● TASK ITEM: Would you copy each line of the data below that has "crate"?

* * * * * * *

//! Disk manager implementation.
//!
//! The disk manager is responsible for reading and writing pages to the
//! store file and for keeping the file catalog in the header page. It sits
//! behind a trait so the rest of the system can run over the in-memory
//! implementation in tests.

use crate::error::{Result, StorageError};
use crate::page::PageBuf;
use crate::storage::{FileCatalog, FileHeader, FreeList};
use crate::types::{PageId, PAGE_SIZE};
use parking_lot::RwLock;
use std::fs::{File, OpenOptions};
use std::io::{Read, Seek, SeekFrom, Write};
use std::path::Path;
use tracing::{debug, trace};

/// Trait for disk I/O operations
pub trait DiskManager: FileCatalog {
    /// Read a page from disk
    fn read_page(&self, page_id: PageId) -> Result<PageBuf>;

    /// Write a page to disk
    fn write_page(&self, page_id: PageId, data: &[u8]) -> Result<()>;

    /// Allocate a new page
    fn allocate_page(&self) -> Result<PageId>;

    /// Deallocate a page (add to free list)
    fn deallocate_page(&self, page_id: PageId) -> Result<()>;

    /// Sync all data to disk
    fn sync(&self) -> Result<()>;

    /// Get a copy of the file header
    fn header(&self) -> FileHeader;
}

/// Reject the header page and pages past the end of the file
pub(crate) fn check_data_page(header: &FileHeader, page_id: PageId) -> Result<()> {
    if page_id == PageId::HEADER {
        return Err(StorageError::invalid_operation(
            "cannot access header page directly",
        ));
    }
    if page_id.value() >= header.page_count {
        return Err(StorageError::PageNotFound(page_id));
    }
    Ok(())
}

/// File-based disk manager implementation
pub struct DiskManagerImpl {
    /// The store file
    file: RwLock<File>,
    /// The file header (cached)
    header: RwLock<FileHeader>,
    /// Free list for page reuse
    free_list: RwLock<FreeList>,
    /// Whether to sync on each write
    sync_on_write: bool,
}

impl DiskManagerImpl {
    /// Open or create a store file
    pub fn open(path: &Path, sync_on_write: bool) -> Result<Self> {
        let exists = path.exists();

        let file = OpenOptions::new()
            .read(true)
            .write(true)
            .create(true)
            .truncate(false)
            .open(path)?;

        let header = if exists && file.metadata()?.len() >= PAGE_SIZE as u64 {
            // Read existing header
            let mut file_ref = &file;
            let mut buf = vec![0u8; PAGE_SIZE];
            file_ref.read_exact(&mut buf)?;
            let mut header = FileHeader::read(&buf)?;
            // The free list is not persisted.
            header.free_page_count = 0;
            debug!(path = %path.display(), pages = header.page_count, files = header.catalog.len(), "opened store file");
            header
        } else {
            // Create new store
            let header = FileHeader::new();
            let mut buf = vec![0u8; PAGE_SIZE];
            header.write(&mut buf);

            let mut file_ref = &file;
            file_ref.seek(SeekFrom::Start(0))?;
            file_ref.write_all(&buf)?;
            file_ref.sync_all()?;

            debug!(path = %path.display(), "created store file");
            header
        };

        Ok(Self {
            file: RwLock::new(file),
            header: RwLock::new(header),
            free_list: RwLock::new(FreeList::new()),
            sync_on_write,
        })
    }

    /// Flush the header to disk
    fn flush_header(&self) -> Result<()> {
        let header = self.header.read();
        let mut buf = vec![0u8; PAGE_SIZE];
        header.write(&mut buf);

        let mut file = self.file.write();
        file.seek(SeekFrom::Start(0))?;
        file.write_all(&buf)?;

        if self.sync_on_write {
            file.sync_data()?;
        }

        Ok(())
    }
}

impl FileCatalog for DiskManagerImpl {
    fn lookup_file_root(&self, name: &str) -> Result<Option<PageId>> {
        Ok(self.header.read().lookup(name))
    }

    fn register_file_root(&self, name: &str, root: PageId) -> Result<()> {
        self.header.write().register(name, root)?;
        self.flush_header()
    }

    fn unregister_file_root(&self, name: &str) -> Result<()> {
        self.header.write().unregister(name)?;
        self.flush_header()
    }

    fn file_names(&self) -> Vec<String> {
        self.header.read().catalog.keys().cloned().collect()
    }
}

impl DiskManager for DiskManagerImpl {
    fn read_page(&self, page_id: PageId) -> Result<PageBuf> {
        check_data_page(&self.header.read(), page_id)?;

        let offset = page_id.file_offset(PAGE_SIZE);
        let mut buf = vec![0u8; PAGE_SIZE];

        let mut file = self.file.write();
        file.seek(SeekFrom::Start(offset))?;
        file.read_exact(&mut buf)?;

        Ok(PageBuf::from_bytes(&buf))
    }

    fn write_page(&self, page_id: PageId, data: &[u8]) -> Result<()> {
        check_data_page(&self.header.read(), page_id)?;

        if data.len() != PAGE_SIZE {
            return Err(StorageError::invalid_operation(format!(
                "page data must be {} bytes, got {}",
                PAGE_SIZE,
                data.len()
            )));
        }

        let offset = page_id.file_offset(PAGE_SIZE);

        let mut file = self.file.write();
        file.seek(SeekFrom::Start(offset))?;
        file.write_all(data)?;

        if self.sync_on_write {
            file.sync_data()?;
        }

        Ok(())
    }

    fn allocate_page(&self) -> Result<PageId> {
        // First try the free list
        {
            let mut free_list = self.free_list.write();
            if let Some(page_id) = free_list.pop() {
                self.header.write().free_page_count = free_list.len() as u32;
                trace!(%page_id, "reused free page");
                return Ok(page_id);
            }
        }

        // Allocate a new page
        let page_id = {
            let mut header = self.header.write();
            header.allocate_page()
        };

        // Extend the file
        let offset = page_id.file_offset(PAGE_SIZE);
        let zeros = vec![0u8; PAGE_SIZE];

        let mut file = self.file.write();
        file.seek(SeekFrom::Start(offset))?;
        file.write_all(&zeros)?;

        // Update header on disk
        drop(file);
        self.flush_header()?;

        trace!(%page_id, "extended store file");
        Ok(page_id)
    }

    fn deallocate_page(&self, page_id: PageId) -> Result<()> {
        check_data_page(&self.header.read(), page_id)?;

        let mut free_list = self.free_list.write();
        if !free_list.push(page_id) {
            return Err(StorageError::invalid_operation(format!(
                "page {} is already free",
                page_id
            )));
        }

        self.header.write().free_page_count = free_list.len() as u32;
        drop(free_list);

        self.flush_header()
    }

    fn sync(&self) -> Result<()> {
        self.flush_header()?;
        let file = self.file.write();
        file.sync_all()?;
        Ok(())
    }

    fn header(&self) -> FileHeader {
        self.header.read().clone()
    }
}

#[cfg(test)]
mod tests {
    use super::*;
    use tempfile::tempdir;

    #[test]
    fn test_create_new_store() -> Result<()> {
        let dir = tempdir().unwrap();
        let path = dir.path().join("test.db");

        let dm = DiskManagerImpl::open(&path, false)?;
        let header = dm.header();

        assert_eq!(header.page_count, 1);
        assert!(header.catalog.is_empty());
        assert_eq!(header.page_size, PAGE_SIZE as u32);

        Ok(())
    }

    #[test]
    fn test_allocate_and_write_page() -> Result<()> {
        let dir = tempdir().unwrap();
        let path = dir.path().join("test.db");

        let dm = DiskManagerImpl::open(&path, false)?;

        let page_id = dm.allocate_page()?;
        assert_eq!(page_id, PageId::new(1));

        let mut data = vec![0u8; PAGE_SIZE];
        data[0..5].copy_from_slice(b"hello");
        dm.write_page(page_id, &data)?;

        let read_data = dm.read_page(page_id)?;
        assert_eq!(&read_data[0..5], b"hello");

        assert!(matches!(
            dm.read_page(PageId::new(9)),
            Err(StorageError::PageNotFound(_))
        ));
        assert!(dm.read_page(PageId::HEADER).is_err());

        Ok(())
    }

    #[test]
    fn test_reopen_keeps_pages_and_catalog() -> Result<()> {
        let dir = tempdir().unwrap();
        let path = dir.path().join("test.db");

        // Create and write
        {
            let dm = DiskManagerImpl::open(&path, true)?;
            let page_id = dm.allocate_page()?;
            let mut data = vec![0u8; PAGE_SIZE];
            data[0..4].copy_from_slice(b"test");
            dm.write_page(page_id, &data)?;
            dm.register_file_root("nodes", page_id)?;
        }

        // Reopen and verify
        {
            let dm = DiskManagerImpl::open(&path, false)?;
            let header = dm.header();
            assert_eq!(header.page_count, 2);
            assert_eq!(dm.lookup_file_root("nodes")?, Some(PageId::new(1)));
            assert_eq!(dm.file_names(), vec!["nodes".to_string()]);

            let read_data = dm.read_page(PageId::new(1))?;
            assert_eq!(&read_data[0..4], b"test");
        }

        Ok(())
    }

    #[test]
    fn test_free_list() -> Result<()> {
        let dir = tempdir().unwrap();
        let path = dir.path().join("test.db");

        let dm = DiskManagerImpl::open(&path, false)?;

        let p1 = dm.allocate_page()?;
        let p2 = dm.allocate_page()?;
        let p3 = dm.allocate_page()?;

        assert_eq!(p1, PageId::new(1));
        assert_eq!(p2, PageId::new(2));
        assert_eq!(p3, PageId::new(3));

        // Deallocate p2
        dm.deallocate_page(p2)?;
        assert_eq!(dm.header().free_page_count, 1);
        assert!(dm.deallocate_page(p2).is_err());

        // Next allocation should reuse p2
        let p4 = dm.allocate_page()?;
        assert_eq!(p4, PageId::new(2));
        assert_eq!(dm.header().free_page_count, 0);

        Ok(())
    }

    #[test]
    fn test_unregister_file() -> Result<()> {
        let dir = tempdir().unwrap();
        let path = dir.path().join("test.db");

        let dm = DiskManagerImpl::open(&path, false)?;
        dm.register_file_root("edges", PageId::new(4))?;
        assert!(dm.register_file_root("edges", PageId::new(5)).is_err());
        dm.unregister_file_root("edges")?;
        assert_eq!(dm.lookup_file_root("edges")?, None);
        assert!(dm.unregister_file_root("edges").is_err());

        Ok(())
    }
}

* * * * * * *

● FINISHED EXERCISE:
use crate::error::{Result, StorageError};
use crate::page::PageBuf;
use crate::storage::{FileCatalog, FileHeader, FreeList};
use crate::types::{PageId, PAGE_SIZE};
pub(crate) fn check_data_page(header: &FileHeader, page_id: PageId) -> Result<()> {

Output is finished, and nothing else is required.